Thread (17 messages) 17 messages, 4 authors, 2020-09-14

Re: [PATCH V2 1/4] gpio: mxc: Support module build

From: Arnd Bergmann <arnd@arndb.de>
Date: 2020-07-27 11:57:12
Also in: linux-gpio, lkml

On Mon, Jul 27, 2020 at 1:21 PM Anson Huang [off-list ref] wrote:
quoted
Subject: Re: [PATCH V2 1/4] gpio: mxc: Support module build
On Mon, Jul 27, 2020 at 10:18 AM Anson Huang [off-list ref] wrote:
quoted
quoted
Subject: Re: [PATCH V2 1/4] gpio: mxc: Support module build
commit e188cbf7564fba80e8339b9406e8740f3e495c63
Author: Vladimir Zapolskiy [off-list ref]
Date:   Thu Sep 8 04:48:15 2016 +0300

    gpio: mxc: shift gpio_mxc_init() to subsys_initcall level
That commit made the initialization later not earlier, as it originally was a
postcore_initcall(). In the loadable module case, you make it even later than
that, possibly as the last module loaded when booting up the system (followed
by a storm of deferred probes).
Yes, loadable module will make it even later, the assumption is userspace can load it
before any users depend on GPIO driver. Given that we have to support loadable module
for all SoC specific module, do you have any other suggestion of how to proceed this
requirement for SoC GPIO driver?
I think in general, drivers should be prepared for -EPROBE_DEFER error
codes returned from interfaces such as devm_gpiod_get().
quoted
I don't think we can rely on user space to coordinate module load order.
The modules are generally loaded in an arbitrary order during the coldplug
phase of the boot when user space looks at the available devices and loads a
module for each one of them in the order it finds them in sysfs.

This means all drivers that rely on gpio, pinctrl or irqchip interfaces exported
from this driver have to be able to deal with them not being there. This can
also happen when the pinctrl driver is the only one that is a loadable module,
while everything else is built-in. While that is not a configuration that users
would likely choose intentionally, I don't see a reason why it shouldn't work.

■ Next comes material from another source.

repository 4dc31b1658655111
pub mod data;
pub mod error;
pub mod framework;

Using module_init() or builtin_platform_driver() here would make give similar
behavior for the built-in and modular cases and be somewhat more consistent,
so you don't run into bugs only when the driver is a loadable module but make
them obvious even to existing users with a builtin driver.
My original idea of adding loadable module support for SoC specific module is, try
to keep it exactly same when the driver is built-in, but for GKI support, first, we need
to support GPIO driver built as module, and we definitely need to think about the module
load sequence to handle these dependency, but thinking about the common module widely
used by devices, such as pinctrl, clock and GPIO, maybe other modules need some patches
to handle the dependency, but that will be done later when we are working for those modules.
Overall, my feeling is that making sure all drivers that depend on the pinctrl
driver can deal with deferred probing is a prerequisite before this can be
made a loadable module itself (same for clk, irqchip, etc drivers that others
may rely on).

I understand that your primary motivation is to fit into Google's GKI framework,
but I think that doing the conversion only partially would neither serve to
improve the kernel nor actually meet the GKI requirements.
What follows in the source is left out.